[Excerpted data]

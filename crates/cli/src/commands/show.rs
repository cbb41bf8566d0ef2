// SPDX-License-Identifier: BUSL-1.1
// Copyright (c) 2026 Alfred Jean LLC

//! `ty show` - show a single task's detail.

use anyhow::{anyhow, Result};

use crate::client::DaemonClient;
use crate::exit_error::ExitError;
use crate::output::OutputFormat;

pub async fn handle(client: &DaemonClient, id: u64, include_logs: bool, format: OutputFormat) -> Result<()> {
    let task = client
        .show(id, include_logs)
        .await?
        .ok_or_else(|| anyhow!(ExitError::new(1, format!("task {id} not found"))))?;

    match format {
        OutputFormat::Json => println!("{}", serde_json::to_string_pretty(&task)?),
        OutputFormat::Text => {
            let s = &task.summary;
            println!("{}", crate::color::header(&format!("#{} {}", s.id, s.title)));
            println!("status:    {}", crate::color::status(&s.status));
            println!("project:   {}", s.project);
            println!("executor:  {}", s.executor);
            if let Some(kind) = &s.kind {
                println!("kind:      {kind}");
            }
            println!("pinned:    {}", s.pinned);
            println!("created:   {}", s.created_at);
            println!("updated:   {}", s.updated_at);
            if let Some(path) = &task.worktree_path {
                println!("worktree:  {path}");
            }
            if let Some(branch) = &task.branch_name {
                println!("branch:    {branch}");
            }
            if let Some(port) = task.port {
                println!("port:      {port}");
            }
            if let Some(sched) = task.scheduled_at {
                println!("scheduled: {sched}");
            }
            if let Some(rec) = &task.recurrence {
                println!("recurs:    {rec}");
            }
            println!("retries:   {}", task.total_retries);
            if !task.body.is_empty() {
                println!("\n{}", task.body);
            }
            if let Some(summary) = &task.task_summary {
                println!("\n{}", crate::color::muted(summary));
            }
            if include_logs && !task.logs.is_empty() {
                println!("\n{}", crate::color::header("logs"));
                for line in &task.logs {
                    println!("[{}] {}: {}", line.created_at.format("%H:%M:%S"), line.line_type, line.content);
                }
            }
        }
    }

    Ok(())
}
// SPDX-License-Identifier: BUSL-1.1
// Copyright (c) 2026 Alfred Jean LLC

//! `ty logs` - show or follow a task's executor log.

use anyhow::Result;

use crate::client::DaemonClient;
use crate::output::{display_log, OutputFormat};

pub async fn handle(
    client: &DaemonClient, id: u64, follow: bool, limit: Option<usize>, format: OutputFormat,
) -> Result<()> {
    let lines = client.logs(id, limit).await?;
    display_log(client, id, lines, follow, format).await
}
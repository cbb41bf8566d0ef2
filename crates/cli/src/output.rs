// SPDX-License-Identifier: BUSL-1.1
// Copyright (c) 2026 Alfred Jean LLC

use clap::ValueEnum;
use ty_daemon::LogLine;

use crate::client::DaemonClient;
use crate::poll::{Poller, Tick};

#[derive(Clone, Copy, Debug, Default, ValueEnum)]
pub enum OutputFormat {
    #[default]
    Text,
    Json,
}

/// Format a UTC timestamp as relative time (e.g., "5s", "2m", "1h", "3d").
pub fn format_time_ago(at: chrono::DateTime<chrono::Utc>) -> String {
    let elapsed_secs = (chrono::Utc::now() - at).num_seconds().max(0) as u64;
    if elapsed_secs < 60 {
        format!("{elapsed_secs}s")
    } else if elapsed_secs < 3600 {
        format!("{}m", elapsed_secs / 60)
    } else if elapsed_secs < 86400 {
        format!("{}h", elapsed_secs / 3600)
    } else {
        format!("{}d", elapsed_secs / 86400)
    }
}

fn print_line(line: &LogLine) {
    println!("[{}] {}: {}", line.created_at.format("%H:%M:%S"), line.line_type, line.content);
}

/// Print a task's log lines, polling the daemon for new ones when `follow` is set.
///
/// There is no log file to tail: lines live in `ty_storage::Store` behind the
/// daemon's socket, so following means re-querying `Logs { id, limit }` on an
/// interval and printing whatever is new since the last line we saw.
pub async fn display_log(
    client: &DaemonClient,
    task_id: u64,
    lines: Vec<LogLine>,
    follow: bool,
    format: OutputFormat,
) -> anyhow::Result<()> {
    match format {
        OutputFormat::Text => {
            if lines.is_empty() && !follow {
                eprintln!("No log entries found for task {task_id}");
                return Ok(());
            }
            for line in &lines {
                print_line(line);
            }
            if follow {
                follow_logs(client, task_id, lines.last().map(|l| l.created_at)).await?;
            }
        }
        OutputFormat::Json => {
            let obj = serde_json::json!({ "task_id": task_id, "lines": lines });
            println!("{}", serde_json::to_string_pretty(&obj)?);
            if follow {
                eprintln!("warning: --follow is not supported with --output json");
            }
        }
    }
    Ok(())
}

async fn follow_logs(
    client: &DaemonClient,
    task_id: u64,
    mut last_seen: Option<chrono::DateTime<chrono::Utc>>,
) -> anyhow::Result<()> {
    let mut poller = Poller::new(std::time::Duration::from_millis(500), None);
    loop {
        match poller.tick().await {
            Tick::Interrupted => return Ok(()),
            Tick::Timeout => return Ok(()),
            Tick::Ready => {}
        }
        let lines = client.logs(task_id, None).await?;
        let fresh: Vec<&LogLine> = match last_seen {
            Some(since) => lines.iter().filter(|l| l.created_at > since).collect(),
            None => lines.iter().collect(),
        };
        for line in &fresh {
            print_line(line);
        }
        if let Some(line) = fresh.last() {
            last_seen = Some(line.created_at);
        }
    }
}
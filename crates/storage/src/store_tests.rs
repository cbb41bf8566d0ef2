// SPDX-License-Identifier: BUSL-1.1
// Copyright (c) 2026 Alfred Jean LLC

use super::*;
use tempfile::tempdir;

fn config(title: &str) -> TaskConfig {
    TaskConfig {
        title: title.into(),
        project: "myproj".into(),
        executor: "claude".into(),
        ..Default::default()
    }
}

#[test]
fn create_assigns_monotonic_ids() {
    let dir = tempdir().unwrap();
    let store = Store::open(dir.path()).unwrap();

    let a = store.create_task(config("first")).unwrap();
    let b = store.create_task(config("second")).unwrap();
    assert_eq!(a.id, TaskId::new(0));
    assert_eq!(b.id, TaskId::new(1));
    assert_eq!(a.status, TaskStatus::Backlog);
}

#[test]
fn reopening_replays_the_wal() {
    let dir = tempdir().unwrap();
    let id = {
        let store = Store::open(dir.path()).unwrap();
        let task = store.create_task(config("survives restart")).unwrap();
        store.queue_task(task.id).unwrap();
        task.id
    };

    let reopened = Store::open(dir.path()).unwrap();
    let task = reopened.get_task(id).unwrap();
    assert_eq!(task.title, "survives restart");
    assert_eq!(task.status, TaskStatus::Queued);
}

#[test]
fn illegal_transition_is_rejected() {
    let dir = tempdir().unwrap();
    let store = Store::open(dir.path()).unwrap();
    let task = store.create_task(config("t")).unwrap();

    let err = store.mark_processing(task.id).unwrap_err();
    assert!(matches!(err, StoreError::IllegalTransition { .. }));
}

#[test]
fn update_task_diffs_only_changed_fields() {
    let dir = tempdir().unwrap();
    let store = Store::open(dir.path()).unwrap();
    let task = store.create_task(config("before")).unwrap();

    let patched = store
        .update_task(
            task.id,
            TaskPatch {
                title: Some("after".into()),
                ..Default::default()
            },
        )
        .unwrap();
    assert_eq!(patched.title, "after");
    assert_eq!(patched.body, task.body);

    let unchanged = store.update_task(task.id, TaskPatch::default()).unwrap();
    assert_eq!(unchanged.updated_at, patched.updated_at);
}

#[test]
fn delete_then_get_returns_not_found() {
    let dir = tempdir().unwrap();
    let store = Store::open(dir.path()).unwrap();
    let task = store.create_task(config("doomed")).unwrap();

    store.delete_task(task.id).unwrap();
    assert!(matches!(
        store.get_task(task.id).unwrap_err(),
        StoreError::TaskNotFound(_)
    ));
}

#[test]
fn list_tasks_excludes_closed_by_default() {
    let dir = tempdir().unwrap();
    let store = Store::open(dir.path()).unwrap();
    let open = store.create_task(config("open")).unwrap();
    let closed = store.create_task(config("closed")).unwrap();
    store.queue_task(closed.id).unwrap();
    store.mark_processing(closed.id).unwrap();
    store.complete_task(closed.id, "done").unwrap();

    let visible = store.list_tasks(&TaskFilter::default());
    assert_eq!(visible.len(), 1);
    assert_eq!(visible[0].id, open.id);

    let all = store.list_tasks(&TaskFilter {
        include_closed: true,
        ..Default::default()
    });
    assert_eq!(all.len(), 2);
}

#[test]
fn retry_from_failed_increments_count_and_clears_summary() {
    let dir = tempdir().unwrap();
    let store = Store::open(dir.path()).unwrap();
    let task = store.create_task(config("flaky")).unwrap();
    store.queue_task(task.id).unwrap();
    store.mark_processing(task.id).unwrap();
    store.fail_task(task.id, "boom").unwrap();

    let retried = store.retry_task(task.id, Some("use less memory".into())).unwrap();
    assert_eq!(retried.status, TaskStatus::Processing);
    assert_eq!(retried.total_retries, 1);
}

#[test]
fn logs_accumulate_without_appearing_in_event_log() {
    let dir = tempdir().unwrap();
    let store = Store::open(dir.path()).unwrap();
    let task = store.create_task(config("chatty")).unwrap();

    store.append_log(task.id, LineType::Output, "building...").unwrap();
    store.append_log(task.id, LineType::Output, "done").unwrap();

    assert_eq!(store.logs(task.id).len(), 2);
    let events = store.list_events(&EventFilter {
        task_id: Some(task.id),
        ..Default::default()
    });
    assert_eq!(events.len(), 1);
    assert_eq!(events[0].kind, EventKind::TaskCreated);
}

#[test]
fn attachments_round_trip_through_disk() {
    let dir = tempdir().unwrap();
    let store = Store::open(dir.path()).unwrap();
    let task = store.create_task(config("with screenshot")).unwrap();

    let attachment = store
        .add_attachment(task.id, "shot.png", "image/png", b"\x89PNG...")
        .unwrap();
    assert_eq!(store.list_attachments(task.id).len(), 1);

    let (meta, bytes) = store.get_attachment(attachment.id).unwrap();
    assert_eq!(meta.filename, "shot.png");
    assert_eq!(bytes, b"\x89PNG...");
}

#[test]
fn project_context_is_last_writer_wins_and_persists_across_reopen() {
    let dir = tempdir().unwrap();
    {
        let store = Store::open(dir.path()).unwrap();
        store.set_project_context("myproj", "uses vitest, not jest").unwrap();
    }
    let reopened = Store::open(dir.path()).unwrap();
    assert_eq!(
        reopened.get_project_context("myproj"),
        "uses vitest, not jest"
    );
}

#[test]
fn subscriber_is_notified_on_commit() {
    use std::sync::{Arc, Mutex as StdMutex};

    let dir = tempdir().unwrap();
    let store = Store::open(dir.path()).unwrap();
    let seen: Arc<StdMutex<Vec<EventKind>>> = Arc::new(StdMutex::new(Vec::new()));
    let sink = seen.clone();
    store.subscribe(move |record| sink.lock().unwrap().push(record.kind));

    let task = store.create_task(config("observed")).unwrap();
    store.queue_task(task.id).unwrap();

    let recorded = seen.lock().unwrap();
    assert_eq!(*recorded, vec![EventKind::TaskCreated, EventKind::TaskQueued]);
}

#[test]
fn checkpoint_then_truncate_survives_reopen() {
    let dir = tempdir().unwrap();
    let id = {
        let store = Store::open(dir.path()).unwrap();
        let task = store.create_task(config("checkpointed")).unwrap();
        let (seq, state) = store.checkpoint_state();
        store.checkpointer().checkpoint_sync(seq, &state).unwrap();
        store.truncate_wal(seq).unwrap();
        task.id
    };

    let reopened = Store::open(dir.path()).unwrap();
    assert_eq!(reopened.get_task(id).unwrap().title, "checkpointed");
}
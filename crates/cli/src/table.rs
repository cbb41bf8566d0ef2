// SPDX-License-Identifier: BUSL-1.1
// Copyright (c) 2026 Alfred Jean LLC

//! Shared table renderer for CLI list views.
//!
//! Provides consistent column alignment, color application, and truncation
//! across `ty board` and `ty list`.

use std::collections::HashSet;
use std::io::Write;

use crate::color;

/// Column text alignment.
pub enum Align {
    Left,
    Right,
}

/// How a cell's text is styled after padding.
pub enum CellStyle {
    /// No color applied.
    Plain,
    /// Apply [`color::muted()`].
    Muted,
    /// Apply [`color::status()`] â€” auto-detects green/yellow/red.
    Status,
}

/// A column definition in a [`Table`].
pub struct Column {
    pub name: &'static str,
    pub align: Align,
    pub style: CellStyle,
    /// Minimum width (defaults to header text length).
    pub min_width: Option<usize>,
    /// Maximum width (`None` = unlimited). Values exceeding this are truncated.
    pub max_width: Option<usize>,
}

impl Column {
    /// Left-aligned, plain style.
    pub fn left(name: &'static str) -> Self {
        Self {
            name,
            align: Align::Left,
            style: CellStyle::Plain,
            min_width: None,
            max_width: None,
        }
    }

    /// Right-aligned, plain style.
    pub fn right(name: &'static str) -> Self {
        Self {
            name,
            align: Align::Right,
            style: CellStyle::Plain,
            min_width: None,
            max_width: None,
        }
    }

    /// Left-aligned, muted style.
    pub fn muted(name: &'static str) -> Self {
        Self {
            name,
            align: Align::Left,
            style: CellStyle::Muted,
            min_width: None,
            max_width: None,
        }
    }

    /// Left-aligned, status style.
    pub fn status(name: &'static str) -> Self {
        Self {
            name,
            align: Align::Left,
            style: CellStyle::Status,
            min_width: None,
            max_width: None,
        }
    }

    /// Set maximum width (values exceeding this are truncated).
    pub fn with_max(mut self, max: usize) -> Self {
        self.max_width = Some(max);
        self
    }
}

/// A tabular renderer that auto-computes column widths from data.
pub struct Table {
    columns: Vec<Column>,
    rows: Vec<Vec<String>>,
    colorize: bool,
}

/// Column separator: double space.
const SEP: &str = "  ";

impl Table {
    pub fn new(columns: Vec<Column>) -> Self {
        Self {
            columns,
            rows: Vec::new(),
            colorize: color::should_colorize(),
        }
    }

    /// Create a table that never emits color codes.
    #[cfg(test)]
    pub fn plain(columns: Vec<Column>) -> Self {
        Self {
            columns,
            rows: Vec::new(),
            colorize: false,
        }
    }

    /// Create a table that always emits color codes.
    #[cfg(test)]
    pub fn colored(columns: Vec<Column>) -> Self {
        Self {
            columns,
            rows: Vec::new(),
            colorize: true,
        }
    }

    pub fn row(&mut self, cells: Vec<String>) {
        self.rows.push(cells);
    }

    /// Render the full table (header + rows) to the given writer.
    ///
    /// Column widths are auto-computed from data. The last column is never
    /// padded. Color is applied **after** padding so ANSI escapes don't
    /// corrupt width calculations.
    pub fn render(&self, out: &mut impl Write) {
        if self.rows.is_empty() {
            return;
        }

        let widths = self.compute_widths();

        let colorize = self.colorize;

        // Header row
        let header_cells: Vec<String> = self
            .columns
            .iter()
            .enumerate()
            .map(|(i, col)| {
                let is_last = i == self.columns.len() - 1;
                let w = widths[i];
                let padded = if is_last && matches!(col.align, Align::Left) {
                    col.name.to_string()
                } else {
                    pad(col.name, w, &col.align)
                };
                if colorize {
                    color::header(&padded)
                } else {
                    padded
                }
            })
            .collect();
        let _ = writeln!(out, "{}", header_cells.join(SEP));

        // Data rows
        for row in &self.rows {
            let cells: Vec<String> = self
                .columns
                .iter()
                .enumerate()
                .map(|(i, col)| {
                    let is_last = i == self.columns.len() - 1;
                    let w = widths[i];
                    let raw = row.get(i).map(|s| s.as_str()).unwrap_or("");
                    let truncated = truncate(raw, col.max_width);
                    let padded = if is_last && matches!(col.align, Align::Left) {
                        truncated.to_string()
                    } else {
                        pad(truncated, w, &col.align)
                    };
                    stylize(&padded, &col.style, colorize)
                })
                .collect();
            let _ = writeln!(out, "{}", cells.join(SEP));
        }
    }

    /// Compute the display width for each column.
    fn compute_widths(&self) -> Vec<usize> {
        self.columns
            .iter()
            .enumerate()
            .map(|(i, col)| {
                let min = col.min_width.unwrap_or(col.name.len());
                let max_data = self
                    .rows
                    .iter()
                    .map(|row| {
                        let raw = row.get(i).map(|s| s.len()).unwrap_or(0);
                        // If max_width is set, truncated value is at most max_width
                        match col.max_width {
                            Some(mw) => raw.min(mw),
                            None => raw,
                        }
                    })
                    .max()
                    .unwrap_or(0);
                min.max(max_data)
            })
            .collect()
    }
}

/// Determines if a PROJECT column should be shown based on project diversity.
///
/// Returns `true` when listed tasks span multiple projects, or any of them
/// has a non-empty project.
pub fn should_show_project<'a>(projects: impl Iterator<Item = &'a str>) -> bool {
    let set: HashSet<&str> = projects.collect();
    set.len() > 1 || set.iter().any(|p| !p.is_empty())
}

/// Formats a project name for display in a PROJECT column.
pub fn project_cell(project: &str) -> String {
    if project.is_empty() {
        "(no project)".to_string()
    } else {
        project.to_string()
    }
}

/// Pad a string to `width` using the given alignment.
fn pad(text: &str, width: usize, align: &Align) -> String {
    match align {
        Align::Left => format!("{:<width$}", text),
        Align::Right => format!("{:>width$}", text),
    }
}

/// Truncate a string to at most `max` characters (if set).
fn truncate(s: &str, max: Option<usize>) -> &str {
    match max {
        Some(m) if s.len() > m => &s[..m],
        _ => s,
    }
}

/// Apply a [`CellStyle`] to already-padded text.
fn stylize(text: &str, style: &CellStyle, colorize: bool) -> String {
    if !colorize {
        return text.to_string();
    }
    match style {
        CellStyle::Plain => text.to_string(),
        CellStyle::Muted => color::muted(text),
        CellStyle::Status => color::status(text),
    }
}

#[cfg(test)]
#[path = "table_tests.rs"]
mod tests;
// SPDX-License-Identifier: BUSL-1.1
// Copyright (c) 2026 Alfred Jean LLC

//! Task attachments (screenshots and agent-captured files).

use crate::task::TaskId;
use chrono::{DateTime, Utc};
use serde::{Deserialize, Serialize};

/// Identifier for a stored attachment. Blob bytes live in a side file under
/// the data directory; this record only carries the metadata.
#[derive(Debug, Clone, Copy, PartialEq, Eq, PartialOrd, Ord, Hash, Serialize, Deserialize)]
#[serde(transparent)]
pub struct AttachmentId(pub u64);

impl std::fmt::Display for AttachmentId {
    fn fmt(&self, f: &mut std::fmt::Formatter<'_>) -> std::fmt::Result {
        write!(f, "{}", self.0)
    }
}

/// Metadata for an attachment. The byte payload is addressed by `id` through
/// `Store::get_attachment` rather than inlined here.
#[derive(Debug, Clone, PartialEq, Serialize, Deserialize)]
pub struct Attachment {
    pub id: AttachmentId,
    pub task_id: TaskId,
    pub filename: String,
    pub mime_type: String,
    pub size_bytes: u64,
    pub created_at: DateTime<Utc>,
}

#[cfg(test)]
#[path = "attachment_tests.rs"]
mod tests;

[/Excerpted data]

Lines from the records above that hold "client" are the ones to list.

» Answer to the problem
use crate::client::DaemonClient;
pub async fn handle(client: &DaemonClient, id: u64, include_logs: bool, format: OutputFormat) -> Result<()> {
    let task = client
use crate::client::DaemonClient;
    client: &DaemonClient, id: u64, follow: bool, limit: Option<usize>, format: OutputFormat,
    let lines = client.logs(id, limit).await?;
    display_log(client, id, lines, follow, format).await
use crate::client::DaemonClient;
    client: &DaemonClient,
                follow_logs(client, task_id, lines.last().map(|l| l.created_at)).await?;
    client: &DaemonClient,
        let lines = client.logs(task_id, None).await?;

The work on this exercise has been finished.